**Work required**
Wherever the listing has a line with the string "length", copy that line out.

***

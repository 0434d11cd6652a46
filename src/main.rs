use std::path::Path;

use clap::Parser;
use color_eyre::Result;
use env_logger::Env;
use log::info;

use toposim::orchestrator;
use toposim::shape::{AddressScheme, ShapeDescriptor};

/// Topology-to-routing-table compiler for network emulation
#[derive(Parser, Debug)]
#[command(author, version, about, long_about = None)]
struct Args {
    /// Number of routers (and stub hosts) in the generated linear chain
    #[arg(long, default_value_t = 5)]
    hosts: usize,
}

fn main() -> Result<()> {
    // Initialize error handling
    color_eyre::install()?;

    // Parse command-line arguments
    let args = Args::parse();

    // Initialize logging with default filter level of "info"
    env_logger::Builder::from_env(Env::default().default_filter_or("info")).init();

    info!("Starting toposim route compiler");
    info!("Chain length: {}", args.hosts);

    let shape = ShapeDescriptor::LinearChain { length: args.hosts };
    let scheme = AddressScheme::default();

    let (plan, registry) = orchestrator::generate_plan(&shape, &scheme)?;

    let output_dir = Path::new("toposim_output");
    orchestrator::write_outputs(&plan, &registry, output_dir)?;

    info!(
        "Emulation plan ready; hand {}/{} to the emulation runtime",
        output_dir.display(),
        orchestrator::PLAN_FILE
    );
    Ok(())
}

***

**Solution**
    info!("Chain length: {}", args.hosts);
    let shape = ShapeDescriptor::LinearChain { length: args.hosts };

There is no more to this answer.